BOEKEHUIS invitation

Bookshop for South African and World Literature BOEKEHUIS & Ster Kinekor invite you to a discussion with the filmmaker Helena Nogueira.

She will speak with Paul Boekkooi, film and theatre critic about the making of the movie, Ingrid Jonker - Her Lives and Time..

This movie is to be released on 26th April at both Rosebank and V & A Cinema Nouveau
Discussion at: BOEKEHUIS,
Cnr. Lothbury and Fawley streets, Auckland Park
When: Saturday 21 April 2007, at 12:30
RSVP: by Thurs 19/04 on
011 482 3609 or boekehuis@vanschaik.com

Special offer: Boekehuis & Ster Kinekor offer 5 double movie tickets to 5 lucky winners who attend this session of Saturday Voices on 21 April..

About the movie:

INGRID JONKER: HER LIVES & TIME is written, edited and directed by Helena Nogueira and

Produced by Shan Moodley

It features amongst others interviews with André Brink, Jan Rabie, Marjorie Wallace, Sir Laurence van der Post, James Mathews, Peter Clarke, Michael Cope and Simone Venter (daughter of Ingrid Jonker).

About Ingrid Jonker:

Ingrid Jonker (born 19 September 1933 ) was a South African poet. Although she wrote in Afrikaans, her poems have been widely translated into other languages. Ingrid Jonker has reached iconic status in South Africa and is often called the South African Sylvia Plath, owing to the intensity of her work and the tragic course of her turbulent life. Her work has also been compared to that of Anne Sexton.

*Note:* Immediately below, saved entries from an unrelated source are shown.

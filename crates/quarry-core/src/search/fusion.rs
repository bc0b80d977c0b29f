//! Score fusion: merges the two rankers' lists into one hybrid ranking.
//!
//! Raw BM25 scores and cosine similarities live on incompatible scales,
//! so each list is first normalized by its own maximum. The fused score
//! is then a weighted sum, with a missing component counting as zero.

use crate::search::types::{MatchKind, ScoreBreakdown};
use std::collections::HashMap;

/// One merged entry, still addressed by corpus position.
#[derive(Debug, Clone, PartialEq)]
pub struct FusedHit {
    /// Corpus position of the document.
    pub doc: usize,
    /// Weighted sum of the normalized component scores.
    pub score: f32,
    /// The normalized components that produced the score.
    pub breakdown: ScoreBreakdown,
    /// Which rankers returned this document.
    pub match_kind: MatchKind,
}

/// Scales a ranked list so its best score becomes 1.0.
///
/// A list whose maximum is not positive normalizes to all zeros; this
/// guards division by zero and keeps a degenerate ranker from
/// dominating the weighted sum.
fn max_normalize(results: &mut [(usize, f32)]) {
    let max = results
        .iter()
        .map(|&(_, score)| score)
        .fold(0.0f32, f32::max);
    for entry in results.iter_mut() {
        entry.1 = if max > 0.0 { entry.1 / max } else { 0.0 };
    }
}

/// Merges the two ranked lists into at most `top_k` fused hits.
///
/// Input lists are consumed because normalization rescales them in
/// place. Output is ordered by descending fused score, ties broken by
/// corpus position.
pub fn fuse(
    mut vector: Vec<(usize, f32)>,
    mut lexical: Vec<(usize, f32)>,
    vector_weight: f32,
    bm25_weight: f32,
    top_k: usize,
) -> Vec<FusedHit> {
    max_normalize(&mut vector);
    max_normalize(&mut lexical);

    let mut components: HashMap<usize, (Option<f32>, Option<f32>)> = HashMap::new();
    for (doc, score) in vector {
        components.entry(doc).or_insert((None, None)).0 = Some(score);
    }
    for (doc, score) in lexical {
        components.entry(doc).or_insert((None, None)).1 = Some(score);
    }

    let mut hits: Vec<FusedHit> = components
        .into_iter()
        .map(|(doc, (vector_score, bm25_score))| {
            let match_kind = match (vector_score, bm25_score) {
                (Some(_), Some(_)) => MatchKind::Hybrid,
                (Some(_), None) => MatchKind::Vector,
                _ => MatchKind::Bm25,
            };
            FusedHit {
                doc,
                score: vector_weight * vector_score.unwrap_or(0.0)
                    + bm25_weight * bm25_score.unwrap_or(0.0),
                breakdown: ScoreBreakdown {
                    vector_score,
                    bm25_score,
                },
                match_kind,
            }
        })
        .collect();

    hits.sort_by(|a, b| b.score.total_cmp(&a.score).then(a.doc.cmp(&b.doc)));
    hits.truncate(top_k);
    hits
}
//! The knowledge corpus: documents, metadata, and the immutable store.
//!
//! The store is built once from the ordered document list supplied by
//! the corpus-loading collaborator and never mutated afterwards. A
//! corpus update means building a fresh store and rebuilding both
//! indexes from it; the engine swaps the whole snapshot atomically.

use crate::error::SearchError;
use serde::{Deserialize, Serialize};
use std::collections::HashMap;
use std::sync::Arc;

/// Ranking-relevant and provenance metadata attached to a passage.
#[derive(Debug, Clone, PartialEq, Eq, Serialize, Deserialize)]
pub struct DocumentMetadata {
    /// Free-form category tag. Never interpreted by ranking logic.
    #[serde(rename = "type")]
    pub doc_type: String,
    /// Ranking-boost signal; higher means more important. The source
    /// corpus uses 1-10 but no range is enforced.
    pub priority: i64,
    /// Provenance label, passed through untouched.
    #[serde(default, skip_serializing_if = "Option::is_none")]
    pub section: Option<String>,
    /// Provenance label, passed through untouched.
    #[serde(default, skip_serializing_if = "Option::is_none")]
    pub source: Option<String>,
}

/// A single knowledge passage.
#[derive(Debug, Clone, PartialEq, Eq, Serialize, Deserialize)]
pub struct KnowledgeDocument {
    /// Opaque unique id, stable for the lifetime of the corpus.
    pub id: String,
    /// The passage text. The corpus loader guarantees non-trivial length.
    pub content: String,
    /// Metadata for ranking boosts and provenance.
    pub metadata: DocumentMetadata,
}

/// The immutable ordered document collection both rankers index against.
#[derive(Debug, Clone, Default)]
pub struct KnowledgeStore {
    documents: Vec<Arc<KnowledgeDocument>>,
    positions: HashMap<String, usize>,
}

impl KnowledgeStore {
    /// Builds a store from the ordered document list.
    ///
    /// # Errors
    ///
    /// Returns [`SearchError::DuplicateDocument`] if two documents share
    /// an id; id uniqueness within a corpus snapshot is an invariant
    /// everything downstream relies on.
    pub fn from_documents(documents: Vec<KnowledgeDocument>) -> Result<Self, SearchError> {
        let mut positions = HashMap::with_capacity(documents.len());
        let docs: Vec<Arc<KnowledgeDocument>> = documents.into_iter().map(Arc::new).collect();

        for (idx, doc) in docs.iter().enumerate() {
            if positions.insert(doc.id.clone(), idx).is_some() {
                return Err(SearchError::DuplicateDocument(doc.id.clone()));
            }
        }

        Ok(Self {
            documents: docs,
            positions,
        })
    }

    /// The documents in corpus order.
    pub fn documents(&self) -> &[Arc<KnowledgeDocument>] {
        &self.documents
    }

    /// Looks up a document by id.
    pub fn by_id(&self, id: &str) -> Option<&Arc<KnowledgeDocument>> {
        self.positions.get(id).map(|&idx| &self.documents[idx])
    }

    /// The document at a corpus position.
    pub fn get(&self, idx: usize) -> Option<&Arc<KnowledgeDocument>> {
        self.documents.get(idx)
    }

    /// Number of documents in the corpus.
    pub fn len(&self) -> usize {
        self.documents.len()
    }

    /// Whether the corpus is empty.
    pub fn is_empty(&self) -> bool {
        self.documents.is_empty()
    }
}

#[cfg(test)]
mod tests {
    use super::*;
    use crate::test_utils::doc;

    #[test]
    fn test_store_preserves_order() {
        let store = KnowledgeStore::from_documents(vec![
            doc("b", "second passage about retrieval engines and ranking", 5),
            doc("a", "first passage about embeddings and cosine similarity", 5),
        ])
        .unwrap();

        let ids: Vec<&str> = store.documents().iter().map(|d| d.id.as_str()).collect();
        assert_eq!(ids, vec!["b", "a"]);
    }

    #[test]
    fn test_by_id_lookup() {
        let store = KnowledgeStore::from_documents(vec![
            doc("x", "a passage about bm25 scoring and inverted indexes", 3),
            doc("y", "a passage about dense vectors and semantic search", 7),
        ])
        .unwrap();

        assert_eq!(store.by_id("y").unwrap().metadata.priority, 7);
        assert!(store.by_id("z").is_none());
    }

    #[test]
    fn test_duplicate_id_rejected() {
        let result = KnowledgeStore::from_documents(vec![
            doc("same", "the first of two documents sharing an identifier", 1),
            doc("same", "the second of two documents sharing an identifier", 2),
        ]);

        assert!(matches!(result, Err(SearchError::DuplicateDocument(id)) if id == "same"));
    }

    #[test]
    fn test_empty_store() {
        let store = KnowledgeStore::from_documents(vec![]).unwrap();
        assert!(store.is_empty());
        assert_eq!(store.len(), 0);
        assert!(store.by_id("anything").is_none());
    }

    #[test]
    fn test_metadata_round_trips_through_json() {
        let original = doc("j", "a passage that travels through serde json and back", 9);
        let json = serde_json::to_string(&original).unwrap();
        let parsed: KnowledgeDocument = serde_json::from_str(&json).unwrap();
        assert_eq!(parsed, original);
        // The category tag serializes under its original wire name.
        assert!(json.contains("\"type\""));
    }
}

South Africa lost a gifted and sensitive poet when, at the age of 31, Ingrid Jonker ended her own life on 19 July 1965.

The advanced ideas inherent in Ingrid Jonker's poems have made her a recognized literary figure internationally, with her poems being studied, translated and published in many languages including English, German, French, Dutch, Polish, Hindi and Zulu. The collected works of Jonker, including several short stories and a play, were published in 1975 and re-issued in 1983 and 1994.

Former President Nelson Mandela, in commenting on Jonker's poem Die Kind (The Child), which he read out in full in his inaugural State of the Nation address to Parliament in May 1994, said, "... in this glorious vision, she
instructs that our endeavours must be about the liberation of the woman, the emancipation of the man and the liberty of the child". Of Jonker herself, Mandela said that: "She was both a poet and a South African. She was both an Afrikaner and an African. She was both an artist and a human being. In the midst of despair, she celebrated hope. Confronted by death, she asserted the beauty of life."

Ingrid Jonker's sensitive, humane and forward-looking perspectives have made her a literary icon of a whole new generation of Afrikaners and South Africans, who have re-discovered her relevance in a free and democratic South Africa.